Tu viens de jouer les Jeux Paralympiques, quels sont tes objectifs ?
Aujourd’hui je suis plutôt dans l’optique du championnat de France, avec Mérignac. Je ne suis pas sûr de repartir sur une dynamique paralympique pour les Jeux à Paris. Je me laisse le temps de la réflexion, mais je suis pour le moment dans l’optique de prendre du plaisir en championnat, et on verra par la suite.
Vos réactions (1 commentaire)
CondateFan
20 janvier 2022 à 09h50Voilà en tout cas un article qui pose un autre regard sur le sport et une autre vision du football.
Alors on évitera les blagues stupides du style : les meilleurs joueurs de ceci foot peuvent-ils participer à la Canne ?
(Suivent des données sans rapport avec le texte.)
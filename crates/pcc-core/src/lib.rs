//! # pcc-core — Foundational Types for the Payment Clearance Engine
//!
//! This crate is the leaf of the workspace dependency graph. It defines the
//! primitives every other crate builds on: canonical bytes, digests,
//! identity handles, attestation records, engine configuration, and the
//! error taxonomy.
//!
//! ## Key Design Principles
//!
//! 1. **`CanonicalBytes` newtype.** Every structured record that is hashed or
//!    signed flows through `CanonicalBytes::new()`. Two logically equal
//!    records produce identical bytes no matter how they were built.
//!
//! 2. **Identity handles are validated at construction.** An
//!    [`IdentityHandle`] can only exist if it decodes to a 32-byte Ed25519
//!    public key with the correct type tag. Every verification path resolves
//!    keys through it.
//!
//! 3. **UTC-only timestamps.** [`Timestamp`] is UTC with seconds precision so
//!    that signed bodies canonicalize identically across hosts.
//!
//! 4. **One error taxonomy.** [`PccError`] carries a stable [`ErrorCode`] for
//!    every failure class the engine can report.
//!
//! ## Crate Policy
//!
//! - No dependencies on other `pcc-*` crates.
//! - No `unsafe` code.
//! - No `panic!()` or `.unwrap()` outside tests.

pub mod attestation;
pub mod canonical;
pub mod config;
pub mod digest;
pub mod error;
pub mod identity;
pub mod temporal;

// Re-export primary types for ergonomic imports.
pub use attestation::{AssuranceTier, AttestationPayload, AttestationRecord, AttestationType};
pub use canonical::CanonicalBytes;
pub use config::{EngineConfig, TierWeights};
pub use digest::{sha256_bytes_hex, sha256_hex};
pub use error::{
    CanonicalizationError, ErrorCode, IdentityDefect, PccError, StateTransitionError,
    ValidationError,
};
pub use identity::{
    resolve_identity_handle, AssignmentId, IdentityHandle, MilestoneId, ProjectId,
    ResolvedIdentity, DID_KEY_PREFIX, ED25519_TYPE_TAG,
};
pub use temporal::Timestamp;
Et je ne veux surtout pas lire sur ce site un truc du genre, oui, nan mais techniquement, tu verrais les passes à l’aveugle que ces joueurs font, impressionnant.
Alors plutôt que ricaner bêtement, allez plutôt essayer, vous autres, de jouer au ballon avec un bandeau. Et même avec une clochette dans la gonfle, ça demande une concentration énorme.
Tout comme se promener en ville et tenter d’eviter le mobilier urbain. Mal foutu et mal pensé dans la plupart des villes et des commerces ainsi que les lieux de socialisation.